When I arrived at Jacobs Park Avenue office I suggested West Philly’s Tyrell Biggs for D’Amato to train. Jacobs said “we have a heavyweight named Mike Tyson!” I replied “I never heard of him.” Tyson was 15 at the time. As it turned out Biggs was the first Olympic Games Super Heavyweight Gold Medalist in 1984 and Tyson lost back to back bouts to Henry Tillman in the heavyweight division at the Olympic trials. Of course Tyson crushed Biggs in the professionals.
Jacobs told me how the Puerto Rican people loved and respected him for not putting Benitez in with Thomas “Hit Man” Hearns in a money fight but instead had him fight and win the super welterweight title defeating Maurice Hope, an obviously, much lesser opponent. That was in May of 1981.
Jacobs would ask me why I kept looking at his bank vault saying “what did you think you were going to do come up here and watch old fight films?” I answered “I hoped to.” He laughed and said he had them moved to a real bank vault. He then took me to lunch and just before we got into the restaurant his wife Lorraine came along. He introduced me to her and she went on her way as we went to lunch. A class act of a person. D’Amato would later tell me “he could have been a good boxer.”
A year later I met D’Amato and then active boxer Kevin Rooney. I was instrumental in getting Rooney a rematch with Terry Crawley who he lost to in his last fight by suffering a bad cut. Cus said “I want to see how far back Kevin has gone.” They fought to a draw the second time around at the CYC in Scranton, PA, in a Bob Connelly Promotion.
Getting back to Benitez; he was the youngest boxer to ever win a world title at the age of 17, 5 months and 23 days. He defeated Antonio “Kid Pambele” Cervantes, 74-9-3, of VZ, a fighter I still believe Duran passed over going from lightweight to welterweight. It was a split decision for the WBA World Junior Welterweight title at the Hiram Bithorn Stadium in Puerto Rico. Benitez was 25-0 at the time and followed in the footsteps of two older brothers who boxed. Their father Gregorio trained all three sons.
After a pair of successful title defenses Benitez went to New York’s Madison Square Garden in a non-title bout that ended in a majority draw with Harold Weston. Benitez was stripped of his title due to not fulfilling a rematch with Cervantes due to a car accident.
Benitez won his second world title in January of 1979 defeating Carlos Palomino for his WBC Welterweight title. In his first defense he defeated Weston in a rematch. Then in November he lost to “Sugar” Ray Leonard by a technical stoppage. He had a bad cut on his forehead.

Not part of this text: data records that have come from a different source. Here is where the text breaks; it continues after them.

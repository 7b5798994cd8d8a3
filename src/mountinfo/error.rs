use std::path::PathBuf;

use crate::fsutil;

/// Errors raised while resolving cgroup mounts from a mountinfo file.
#[derive(Debug, thiserror::Error)]
pub enum Error {
    #[error(transparent)]
    FileOpen(#[from] fsutil::FileOpenError),
    /// The mountinfo file could not be read to the end.
    #[error("failed to read mountinfo `{path}`: {source}")]
    ReadLine {
        path: PathBuf,
        #[source]
        source: std::io::Error,
    },
    /// A line of the mountinfo file is malformed.
    #[error("malformed mount entry in `{path}`: {source}")]
    Parse {
        path: PathBuf,
        #[source]
        source: super::parser::ParseError,
    },
}

pub type Result<T> = std::result::Result<T, Error>;
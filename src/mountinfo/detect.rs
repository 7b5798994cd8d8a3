use crate::fsutil;

use super::parser::parse_mount_info_line;
use super::{Error, Mount, Result};
use std::collections::BTreeSet;
use std::io::BufRead;
use std::path::{Path, PathBuf};

/// Controller names the kernel may list in the super options of a cgroup v1 mount.
///
/// Anything else in the super options (`rw`, `xattr`, `name=systemd`, ...) is a
/// mount flag, not a subsystem.
const KNOWN_CONTROLLERS: &[&str] = &[
    "blkio",
    "cpu",
    "cpuacct",
    "cpuset",
    "devices",
    "freezer",
    "hugetlb",
    "memory",
    "misc",
    "net_cls",
    "net_prio",
    "perf_event",
    "pids",
    "rdma",
];

/// Detects all cgroup v1 hierarchies listed in the given `mountinfo` file.
///
/// # Arguments
///
/// * `path` - Path to a Linux mountinfo file (e.g., `/proc/self/mountinfo`).
///
/// # Errors
///
/// - [`Error::FileOpen`] if the file can't be opened.
/// - [`Error::ReadLine`] if reading from the file fails.
/// - [`Error::Parse`] if parsing any line fails.
///
/// # Example
///
/// ```no_run
/// use cgwatch::mountinfo::detect_cgroup_mounts;
///
/// for mount in detect_cgroup_mounts("/proc/self/mountinfo").unwrap() {
///     println!("{} -> {:?}", mount.mountpoint.display(), mount.subsystems);
/// }
/// ```
pub fn detect_cgroup_mounts(path: impl AsRef<Path>) -> Result<Vec<Mount>> {
    let path = path.as_ref();
    let buf = fsutil::open_file_reader(path)?;

    detect_cgroup_mounts_from_reader(buf, path)
}

/// Internal implementation for detecting cgroup v1 mounts from a reader.
///
/// Bind mounts of an already seen mountpoint are skipped, the first
/// occurrence wins.
fn detect_cgroup_mounts_from_reader<R: BufRead>(mut reader: R, origin: &Path) -> Result<Vec<Mount>> {
    let mut line = String::with_capacity(256);
    let mut mounts: Vec<Mount> = Vec::new();

    while reader
        .read_line(&mut line)
        .map_err(|source| Error::ReadLine {
            path: origin.to_path_buf(),
            source,
        })?
        != 0
    {
        let mount_info = parse_mount_info_line(line.as_str()).map_err(|source| Error::Parse {
            path: origin.to_path_buf(),
            source,
        })?;

        if mount_info.fs_type == "cgroup" {
            let subsystems: BTreeSet<String> = mount_info
                .super_options()
                .filter(|opt| KNOWN_CONTROLLERS.contains(opt))
                .map(str::to_owned)
                .collect();
            let mountpoint = PathBuf::from(mount_info.mount_point);

            if subsystems.is_empty() {
                log::trace!(
                    "Skipping named cgroup hierarchy without controllers at `{}`",
                    mountpoint.display()
                );
            } else if mounts.iter().any(|m| m.mountpoint == mountpoint) {
                log::trace!("Skipping duplicate cgroup mount `{}`", mountpoint.display());
            } else {
                log::debug!(
                    "Found cgroup mount point `{}` for {:?}",
                    mountpoint.display(),
                    subsystems
                );
                mounts.push(Mount {
                    mountpoint,
                    subsystems,
                });
            }
        }

        line.clear();
    }

    Ok(mounts)
}

#[cfg(test)]
mod tests {
    use super::*;
    use std::io::Cursor;
    use std::io::Write;
    use tempfile::NamedTempFile;

    const MOUNTINFO: &str = "\
25 1 0:24 / /proc rw,relatime - proc proc rw
28 25 0:25 / /sys/fs/cgroup ro,nosuid shared:9 - tmpfs tmpfs ro,mode=755
29 28 0:26 / /sys/fs/cgroup/systemd rw,nosuid shared:10 - cgroup cgroup rw,xattr,name=systemd
30 28 0:27 / /sys/fs/cgroup/cpu,cpuacct rw,nosuid shared:11 - cgroup cgroup rw,cpu,cpuacct
31 28 0:28 / /sys/fs/cgroup/memory rw,nosuid shared:12 - cgroup cgroup rw,memory
32 28 0:29 / /sys/fs/cgroup/unified rw,nosuid shared:13 - cgroup2 cgroup2 rw,nsdelegate
";

    fn set(names: &[&str]) -> BTreeSet<String> {
        names.iter().map(|s| s.to_string()).collect()
    }

    #[test]
    fn test_detect_cgroup_v1_mounts() {
        let reader = Cursor::new(MOUNTINFO.as_bytes().to_vec());
        let mounts = detect_cgroup_mounts_from_reader(reader, Path::new("/dummy")).unwrap();

        assert_eq!(
            mounts,
            vec![
                Mount {
                    mountpoint: PathBuf::from("/sys/fs/cgroup/cpu,cpuacct"),
                    subsystems: set(&["cpu", "cpuacct"]),
                },
                Mount {
                    mountpoint: PathBuf::from("/sys/fs/cgroup/memory"),
                    subsystems: set(&["memory"]),
                },
            ]
        );
    }

    #[test]
    fn test_detect_skips_duplicate_mountpoint() {
        let input = "\
31 28 0:28 / /cg/memory rw - cgroup cgroup rw,memory
41 28 0:28 / /cg/memory rw - cgroup cgroup rw,memory
";
        let reader = Cursor::new(input.as_bytes().to_vec());
        let mounts = detect_cgroup_mounts_from_reader(reader, Path::new("/dummy")).unwrap();
        assert_eq!(mounts.len(), 1);
    }

    #[test]
    fn test_detect_no_cgroup_mounts() {
        let input = "25 1 0:24 / /proc rw,relatime - proc proc rw\n";
        let reader = Cursor::new(input.as_bytes().to_vec());
        let mounts = detect_cgroup_mounts_from_reader(reader, Path::new("/dummy")).unwrap();
        assert!(mounts.is_empty());
    }

    #[test]
    fn test_detect_invalid_line() {
        let input = "invalid mountinfo line";
        let path = Path::new("/dummy");
        let reader = Cursor::new(input.as_bytes().to_vec());

        let err = detect_cgroup_mounts_from_reader(reader, path).unwrap_err();
        match err {
            Error::Parse { path: err_path, .. } => assert_eq!(err_path, path),
            other => panic!("unexpected error: {:?}", other),
        }
    }

    #[test]
    fn test_detect_from_tempfile() {
        let mut tmp = NamedTempFile::new().unwrap();
        writeln!(
            tmp,
            "31 28 0:28 / /sys/fs/cgroup/blkio rw,nosuid - cgroup cgroup rw,blkio"
        )
        .unwrap();

        let mounts = detect_cgroup_mounts(tmp.path()).unwrap();
        assert_eq!(mounts[0].mountpoint, PathBuf::from("/sys/fs/cgroup/blkio"));
        assert_eq!(mounts[0].subsystems, set(&["blkio"]));
    }

    #[test]
    fn test_detect_missing_file() {
        let err = detect_cgroup_mounts("/definitely/does/not/exist").unwrap_err();
        assert!(matches!(err, Error::FileOpen(_)));
    }
}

Benitez would win his next three fights and then knockout Hope in the twelfth round to become the first boxer in forty-three years to win three world titles in three different divisions. In his two successful defenses he defeated Carlos Santos, 23-0, and Roberto “Hands of Stone” Duran, 74-2, both in Las Vegas, NV.
In 1984 Benitez finally met up with Hearns in December of 1982 losing a majority decision at the Superdome in New Orleans, LA. In 1983 his father would take over as his manager. Benitez was never the same after the Hearns fight. He won two of his next three fights and in getting knocked down by former champion Davey Moore he broke his ankle. In his next eleven fights he won seven of them before retiring in September of 1990 at the age of thirty-two, suffering brain damage. His condition was called post-dramatic encephalitis. His elderly mother took care of him until her death and his sister Yvonne. Their brother Gregorio, Jr. also suffered from brain damage from boxing.
Benitez made over seven million dollars in his career but that was all gone. He was inducted into the IBHOF with a final record of 53-8-1 with 31 stoppages.